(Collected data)
──────

use axonbot_core::config::{AppConfig, LoadOptions};
use axonbot_core::fieldspec::{device_fields_example, user_fields_example};
use axonbot_core::{parse_field_spec, EntityKind, FieldResolver, InventoryClient};
use axonbot_inventory::HttpInventoryClient;
use serde::Serialize;
use tokio::runtime::Runtime;

use crate::commands::CommandResult;

#[derive(Clone, Copy, Debug, PartialEq, Eq, Serialize)]
#[serde(rename_all = "snake_case")]
enum CheckStatus {
    Pass,
    Fail,
    Skipped,
}

#[derive(Debug, Serialize)]
struct DoctorCheck {
    name: &'static str,
    status: CheckStatus,
    details: String,
}

impl DoctorCheck {
    fn pass(name: &'static str, details: impl Into<String>) -> Self {
        Self { name, status: CheckStatus::Pass, details: details.into() }
    }

    fn fail(name: &'static str, details: impl Into<String>) -> Self {
        Self { name, status: CheckStatus::Fail, details: details.into() }
    }

    fn skipped(name: &'static str, reason: &str) -> Self {
        Self { name, status: CheckStatus::Skipped, details: format!("skipped because {reason}") }
    }
}

#[derive(Debug, Serialize)]
struct DoctorReport {
    overall_status: CheckStatus,
    summary: String,
    checks: Vec<DoctorCheck>,
}

const FIELD_CHECKS: [(&str, EntityKind); 2] =
    [("device_fields", EntityKind::Device), ("user_fields", EntityKind::User)];

pub fn run(json_output: bool) -> CommandResult {
    let report = build_report();
    let exit_code = if report.overall_status == CheckStatus::Pass { 0 } else { 1 };

    let output = if json_output {
        serde_json::to_string_pretty(&report).unwrap_or_else(|error| {
            format!(
                "{{\"overall_status\":\"fail\",\"summary\":\"doctor serialization failed\",\"error\":\"{}\"}}",
                escape_json(&error.to_string())
            )
        })
    } else {
        render_human(&report)
    };

    CommandResult { exit_code, output }
}

fn build_report() -> DoctorReport {
    let mut checks = Vec::new();

    match AppConfig::load(LoadOptions::default()) {
        Ok(config) => {
            checks.push(DoctorCheck::pass(
                "config_validation",
                "configuration loaded and validated",
            ));
            checks.extend(inventory_checks(&config));
        }
        Err(error) => {
            checks.push(DoctorCheck::fail("config_validation", error.to_string()));
            checks.push(DoctorCheck::skipped(
                "inventory_connectivity",
                "configuration did not load",
            ));
            for (name, _) in FIELD_CHECKS {
                checks.push(DoctorCheck::skipped(name, "configuration did not load"));
            }
        }
    }

    let all_pass = checks.iter().all(|check| check.status == CheckStatus::Pass);
    let overall_status = if all_pass { CheckStatus::Pass } else { CheckStatus::Fail };
    let summary = if all_pass {
        "doctor: all readiness checks passed".to_string()
    } else {
        "doctor: one or more readiness checks failed".to_string()
    };

    DoctorReport { overall_status, summary, checks }
}

fn inventory_checks(config: &AppConfig) -> Vec<DoctorCheck> {
    let runtime = match tokio::runtime::Builder::new_current_thread().enable_all().build() {
        Ok(runtime) => runtime,
        Err(error) => {
            return vec![DoctorCheck::fail(
                "inventory_connectivity",
                format!("failed to initialize async runtime: {error}"),
            )];
        }
    };

    let client = match HttpInventoryClient::new(&config.inventory) {
        Ok(client) => client,
        Err(error) => {
            let mut checks = vec![DoctorCheck::fail("inventory_connectivity", error.to_string())];
            for (name, _) in FIELD_CHECKS {
                checks.push(DoctorCheck::skipped(name, "the inventory client could not be built"));
            }
            return checks;
        }
    };

    let connectivity = match runtime.block_on(client.count(EntityKind::Device)) {
        Ok(count) => DoctorCheck::pass(
            "inventory_connectivity",
            format!("reached `{}` ({count} devices)", client.instance_url()),
        ),
        Err(error) => DoctorCheck::fail(
            "inventory_connectivity",
            format!("failed to reach `{}`: {error}", client.instance_url()),
        ),
    };
    let reachable = connectivity.status == CheckStatus::Pass;

    let mut checks = vec![connectivity];
    for (name, kind) in FIELD_CHECKS {
        if reachable {
            checks.push(field_check(&runtime, &client, config, name, kind));
        } else {
            checks.push(DoctorCheck::skipped(name, "the inventory is unreachable"));
        }
    }
    checks
}

fn field_check(
    runtime: &Runtime,
    client: &HttpInventoryClient,
    config: &AppConfig,
    name: &'static str,
    kind: EntityKind,
) -> DoctorCheck {
    let (spec, example) = match kind {
        EntityKind::Device => (&config.inventory.device_fields, device_fields_example()),
        EntityKind::User => (&config.inventory.user_fields, user_fields_example()),
    };

    let requested = match parse_field_spec(spec, &example) {
        Ok(requested) => requested,
        Err(error) => return DoctorCheck::fail(name, error.to_string()),
    };

    match runtime.block_on(FieldResolver::new(client).resolve_selection(kind, &requested)) {
        Ok(resolved) => DoctorCheck::pass(
            name,
            format!("{} {kind} fields resolved", resolved.iter().map(|(_, f)| f.len()).sum::<usize>()),
        ),
        Err(error) => DoctorCheck::fail(name, error.to_string()),
    }
}

fn render_human(report: &DoctorReport) -> String {
    let mut lines = Vec::new();
    lines.push(report.summary.clone());

    for check in &report.checks {
        let marker = match check.status {
            CheckStatus::Pass => "ok",
            CheckStatus::Fail => "fail",
            CheckStatus::Skipped => "skip",
        };
        lines.push(format!("- [{marker}] {}: {}", check.name, check.details));
    }

    lines.join("\n")
}

fn escape_json(value: &str) -> String {
    value.replace('\\', "\\\\").replace('"', "\\\"")
}

#[cfg(test)]
mod tests {
    use super::{render_human, CheckStatus, DoctorCheck, DoctorReport};

    #[test]
    fn human_report_marks_each_check() {
        let report = DoctorReport {
            overall_status: CheckStatus::Fail,
            summary: "doctor: one or more readiness checks failed".to_string(),
            checks: vec![
                DoctorCheck::pass("config_validation", "ok"),
                DoctorCheck::fail("inventory_connectivity", "refused"),
                DoctorCheck::skipped("device_fields", "the inventory is unreachable"),
            ],
        };

        let rendered = render_human(&report);

        assert!(rendered.contains("- [ok] config_validation: ok"));
        assert!(rendered.contains("- [fail] inventory_connectivity: refused"));
        assert!(rendered
            .contains("- [skip] device_fields: skipped because the inventory is unreachable"));
    }
}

──────

▸ **Work item**
All entries must be duplicated exactly, with none left out.

▸ **The completed task**
use axonbot_core::config::{AppConfig, LoadOptions};
use axonbot_core::fieldspec::{device_fields_example, user_fields_example};
use axonbot_core::{parse_field_spec, EntityKind, FieldResolver, InventoryClient};
use axonbot_inventory::HttpInventoryClient;
use serde::Serialize;
use tokio::runtime::Runtime;

use crate::commands::CommandResult;

#[derive(Clone, Copy, Debug, PartialEq, Eq, Serialize)]
#[serde(rename_all = "snake_case")]
enum CheckStatus {
    Pass,
    Fail,
    Skipped,
}

#[derive(Debug, Serialize)]
struct DoctorCheck {
    name: &'static str,
    status: CheckStatus,
    details: String,
}

impl DoctorCheck {
    fn pass(name: &'static str, details: impl Into<String>) -> Self {
        Self { name, status: CheckStatus::Pass, details: details.into() }
    }

    fn fail(name: &'static str, details: impl Into<String>) -> Self {
        Self { name, status: CheckStatus::Fail, details: details.into() }
    }

    fn skipped(name: &'static str, reason: &str) -> Self {
        Self { name, status: CheckStatus::Skipped, details: format!("skipped because {reason}") }
    }
}

#[derive(Debug, Serialize)]
struct DoctorReport {
    overall_status: CheckStatus,
    summary: String,
    checks: Vec<DoctorCheck>,
}

const FIELD_CHECKS: [(&str, EntityKind); 2] =
    [("device_fields", EntityKind::Device), ("user_fields", EntityKind::User)];

pub fn run(json_output: bool) -> CommandResult {
    let report = build_report();
    let exit_code = if report.overall_status == CheckStatus::Pass { 0 } else { 1 };

    let output = if json_output {
        serde_json::to_string_pretty(&report).unwrap_or_else(|error| {
            format!(
                "{{\"overall_status\":\"fail\",\"summary\":\"doctor serialization failed\",\"error\":\"{}\"}}",
                escape_json(&error.to_string())
            )
        })
    } else {
        render_human(&report)
    };

    CommandResult { exit_code, output }
}

fn build_report() -> DoctorReport {
    let mut checks = Vec::new();

    match AppConfig::load(LoadOptions::default()) {
        Ok(config) => {
            checks.push(DoctorCheck::pass(
                "config_validation",
                "configuration loaded and validated",
            ));
            checks.extend(inventory_checks(&config));
        }
        Err(error) => {
            checks.push(DoctorCheck::fail("config_validation", error.to_string()));
            checks.push(DoctorCheck::skipped(
                "inventory_connectivity",
                "configuration did not load",
            ));
            for (name, _) in FIELD_CHECKS {
                checks.push(DoctorCheck::skipped(name, "configuration did not load"));
            }
        }
    }

    let all_pass = checks.iter().all(|check| check.status == CheckStatus::Pass);
    let overall_status = if all_pass { CheckStatus::Pass } else { CheckStatus::Fail };
    let summary = if all_pass {
        "doctor: all readiness checks passed".to_string()
    } else {
        "doctor: one or more readiness checks failed".to_string()
    };

    DoctorReport { overall_status, summary, checks }
}

fn inventory_checks(config: &AppConfig) -> Vec<DoctorCheck> {
    let runtime = match tokio::runtime::Builder::new_current_thread().enable_all().build() {
        Ok(runtime) => runtime,
        Err(error) => {
            return vec![DoctorCheck::fail(
                "inventory_connectivity",
                format!("failed to initialize async runtime: {error}"),
            )];
        }
    };

    let client = match HttpInventoryClient::new(&config.inventory) {
        Ok(client) => client,
        Err(error) => {
            let mut checks = vec![DoctorCheck::fail("inventory_connectivity", error.to_string())];
            for (name, _) in FIELD_CHECKS {
                checks.push(DoctorCheck::skipped(name, "the inventory client could not be built"));
            }
            return checks;
        }
    };

    let connectivity = match runtime.block_on(client.count(EntityKind::Device)) {
        Ok(count) => DoctorCheck::pass(
            "inventory_connectivity",
            format!("reached `{}` ({count} devices)", client.instance_url()),
        ),
        Err(error) => DoctorCheck::fail(
            "inventory_connectivity",
            format!("failed to reach `{}`: {error}", client.instance_url()),
        ),
    };
    let reachable = connectivity.status == CheckStatus::Pass;

    let mut checks = vec![connectivity];
    for (name, kind) in FIELD_CHECKS {
        if reachable {
            checks.push(field_check(&runtime, &client, config, name, kind));
        } else {
            checks.push(DoctorCheck::skipped(name, "the inventory is unreachable"));
        }
    }
    checks
}

fn field_check(
    runtime: &Runtime,
    client: &HttpInventoryClient,
    config: &AppConfig,
    name: &'static str,
    kind: EntityKind,
) -> DoctorCheck {
    let (spec, example) = match kind {
        EntityKind::Device => (&config.inventory.device_fields, device_fields_example()),
        EntityKind::User => (&config.inventory.user_fields, user_fields_example()),
    };

    let requested = match parse_field_spec(spec, &example) {
        Ok(requested) => requested,
        Err(error) => return DoctorCheck::fail(name, error.to_string()),
    };

    match runtime.block_on(FieldResolver::new(client).resolve_selection(kind, &requested)) {
        Ok(resolved) => DoctorCheck::pass(
            name,
            format!("{} {kind} fields resolved", resolved.iter().map(|(_, f)| f.len()).sum::<usize>()),
        ),
        Err(error) => DoctorCheck::fail(name, error.to_string()),
    }
}

fn render_human(report: &DoctorReport) -> String {
    let mut lines = Vec::new();
    lines.push(report.summary.clone());

    for check in &report.checks {
        let marker = match check.status {
            CheckStatus::Pass => "ok",
            CheckStatus::Fail => "fail",
            CheckStatus::Skipped => "skip",
        };
        lines.push(format!("- [{marker}] {}: {}", check.name, check.details));
    }

    lines.join("\n")
}

fn escape_json(value: &str) -> String {
    value.replace('\\', "\\\\").replace('"', "\\\"")
}

#[cfg(test)]
mod tests {
    use super::{render_human, CheckStatus, DoctorCheck, DoctorReport};

    #[test]
    fn human_report_marks_each_check() {
        let report = DoctorReport {
            overall_status: CheckStatus::Fail,
            summary: "doctor: one or more readiness checks failed".to_string(),
            checks: vec![
                DoctorCheck::pass("config_validation", "ok"),
                DoctorCheck::fail("inventory_connectivity", "refused"),
                DoctorCheck::skipped("device_fields", "the inventory is unreachable"),
            ],
        };

        let rendered = render_human(&report);

        assert!(rendered.contains("- [ok] config_validation: ok"));
        assert!(rendered.contains("- [fail] inventory_connectivity: refused"));
        assert!(rendered
            .contains("- [skip] device_fields: skipped because the inventory is unreachable"));
    }
}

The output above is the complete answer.